* [WHAT TO DO]: Wherever the word "stubbleTypes" appears in a line of the data, that line should be copied.

* [SUPPLIED DATA]:
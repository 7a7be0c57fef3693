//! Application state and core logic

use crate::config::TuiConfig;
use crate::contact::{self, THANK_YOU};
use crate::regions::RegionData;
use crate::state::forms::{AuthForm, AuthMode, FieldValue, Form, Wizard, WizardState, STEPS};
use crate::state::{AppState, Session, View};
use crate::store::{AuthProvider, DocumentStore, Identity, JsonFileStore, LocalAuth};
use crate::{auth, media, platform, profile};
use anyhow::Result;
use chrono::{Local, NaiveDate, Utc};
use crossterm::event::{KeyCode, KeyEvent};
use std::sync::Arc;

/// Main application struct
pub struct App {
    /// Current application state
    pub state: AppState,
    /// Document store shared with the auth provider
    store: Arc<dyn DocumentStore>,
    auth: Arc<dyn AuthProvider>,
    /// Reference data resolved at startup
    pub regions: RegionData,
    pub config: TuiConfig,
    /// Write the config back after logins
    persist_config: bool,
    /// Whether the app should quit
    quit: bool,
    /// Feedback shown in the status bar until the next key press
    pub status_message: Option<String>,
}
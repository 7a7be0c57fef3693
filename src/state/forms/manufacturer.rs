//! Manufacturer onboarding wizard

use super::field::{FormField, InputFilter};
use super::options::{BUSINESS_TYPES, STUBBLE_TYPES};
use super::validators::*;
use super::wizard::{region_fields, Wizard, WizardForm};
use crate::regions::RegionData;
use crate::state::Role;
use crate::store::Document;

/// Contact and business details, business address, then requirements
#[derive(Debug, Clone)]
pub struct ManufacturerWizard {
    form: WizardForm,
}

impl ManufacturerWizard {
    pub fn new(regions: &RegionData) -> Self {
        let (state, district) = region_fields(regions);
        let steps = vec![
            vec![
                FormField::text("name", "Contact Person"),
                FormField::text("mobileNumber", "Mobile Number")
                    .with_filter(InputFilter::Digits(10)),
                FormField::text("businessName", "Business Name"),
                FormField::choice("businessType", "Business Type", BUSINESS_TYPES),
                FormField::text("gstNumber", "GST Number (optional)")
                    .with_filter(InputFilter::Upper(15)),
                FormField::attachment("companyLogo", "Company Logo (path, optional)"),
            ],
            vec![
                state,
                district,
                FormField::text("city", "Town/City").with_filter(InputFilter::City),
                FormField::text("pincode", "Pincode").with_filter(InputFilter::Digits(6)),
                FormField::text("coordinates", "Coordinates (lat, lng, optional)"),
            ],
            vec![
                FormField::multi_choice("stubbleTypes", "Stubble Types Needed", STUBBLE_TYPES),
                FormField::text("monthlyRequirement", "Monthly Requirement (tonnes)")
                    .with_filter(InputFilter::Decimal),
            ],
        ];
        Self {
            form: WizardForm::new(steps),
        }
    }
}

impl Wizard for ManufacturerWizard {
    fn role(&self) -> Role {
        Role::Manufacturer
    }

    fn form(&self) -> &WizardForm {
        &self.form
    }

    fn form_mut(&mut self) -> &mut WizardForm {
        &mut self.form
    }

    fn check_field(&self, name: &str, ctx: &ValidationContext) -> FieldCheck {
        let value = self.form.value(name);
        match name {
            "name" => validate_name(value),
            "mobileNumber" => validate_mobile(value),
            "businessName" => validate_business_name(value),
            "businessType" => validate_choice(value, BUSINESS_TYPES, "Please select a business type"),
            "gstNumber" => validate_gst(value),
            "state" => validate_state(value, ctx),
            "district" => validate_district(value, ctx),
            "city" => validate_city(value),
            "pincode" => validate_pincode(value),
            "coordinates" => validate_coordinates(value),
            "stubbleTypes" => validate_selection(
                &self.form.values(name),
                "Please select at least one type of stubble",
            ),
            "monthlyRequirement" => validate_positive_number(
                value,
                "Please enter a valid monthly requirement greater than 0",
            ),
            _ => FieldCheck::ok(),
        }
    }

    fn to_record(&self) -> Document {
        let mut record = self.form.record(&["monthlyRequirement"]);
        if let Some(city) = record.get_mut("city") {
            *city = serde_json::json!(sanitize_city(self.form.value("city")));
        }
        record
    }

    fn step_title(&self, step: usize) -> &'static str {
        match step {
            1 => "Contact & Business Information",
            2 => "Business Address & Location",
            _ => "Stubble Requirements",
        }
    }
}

* [WRITTEN ANSWER]:
                FormField::multi_choice("stubbleTypes", "Stubble Types Needed", STUBBLE_TYPES),
            "stubbleTypes" => validate_selection(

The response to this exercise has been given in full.